For kids facing stress at home or school, comfort food may lead to unexpected and unwelcome side effects. According to a study from Belgian researchers, that extra eating can lead to increased body fat — and increased obesity risk.
That might seem like a straightforward finding, but it is new information. We’ve known about the connection between stress, eating and weight in adults. Scientists have not looked at children, however.
The study followed some 500 kids over a three-year span. Those who were stressed (that can be measured by looking at their levels of the hormone cortisol) and then ate to feel better ended up gaining weight.
Natalie Michels, a researcher with the public health department at Ghent University in Belgium, and her colleagues did the work. Michels noted the relationship was clearest in one subgroup.
“We see the relation mainly in children with a high sweet tooth consumption,” she said. “So those who take a lot of sweet foods. these children we see the stress increased adiposity.”
Children who had the same cortisol levels but who didn’t respond by eating sweets stayed the same weight, researchers found. That suggests that learning ways to cope with stress also keep off the pounds.
Obesity researcher Sara Kirk of the IWK Children’s Hospital in Halifax, Nova Scotia, said that the study highlights the need to take a broad look at children’s lives.

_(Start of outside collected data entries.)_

use crate::core::data::colour::Colour;
use std::error::Error;

pub trait ColourMap<T> {
    type Failure: Error;

    fn map(&self, value: T) -> Result<Colour, Self::Failure>;

    fn display_name(&self) -> &str;
}
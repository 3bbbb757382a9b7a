use crate::core::data::complex::Complex;
use std::error::Error;

pub trait FractalAlgorithm {
    type Success;
    type Failure: Error;

    fn compute(&self, point: Complex) -> Result<Self::Success, Self::Failure>;
}
use std::path::Path;

use crate::core::data::pixel_buffer::PixelBuffer;

pub trait FilePresenterPort {
    fn present(&self, buffer: &PixelBuffer, filepath: &Path) -> std::io::Result<()>;
}
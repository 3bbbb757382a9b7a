use crate::core::data::complex::Complex;

/// The escape-time families this crate renders.
///
/// Variants differ only in how a plane point seeds the orbit.
#[derive(Debug, Clone, Copy, PartialEq, Default)]
pub enum FractalVariant {
    #[default]
    Mandelbrot,
    Julia {
        constant: Complex,
    },
}

impl FractalVariant {
    #[must_use]
    pub const fn display_name(self) -> &'static str {
        match self {
            Self::Mandelbrot => "Mandelbrot",
            Self::Julia { .. } => "Julia",
        }
    }

    /// Returns `(c, z0)` for the orbit of `point`.
    pub fn seed(self, point: Complex) -> (Complex, Complex) {
        match self {
            Self::Mandelbrot => (point, Complex::ZERO),
            Self::Julia { constant } => (constant, point),
        }
    }
}

impl std::fmt::Display for FractalVariant {
    fn fmt(&self, f: &mut std::fmt::Formatter<'_>) -> std::fmt::Result {
        match self {
            Self::Mandelbrot => f.write_str(self.display_name()),
            Self::Julia { constant } => write!(
                f,
                "{} (c = {} + {}i)",
                self.display_name(),
                constant.real,
                constant.imag
            ),
        }
    }
}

“We need to understand how the environment influences our decisions about food,” she said. “We need to think about the widespread availability of heavily processed, nutrient-poor but energy-dense foods that are highly palatable. So when we are feeling stressed, we are more likely to reach for those kinds of foods because they are everywhere around us.”
Preventing this kind of stress eating will pay off in the long run, of course. Obesity rates are directly connected to the skyrocketing number of type 2 diabetes cases. So healthy children have a head start on becoming healthy adults.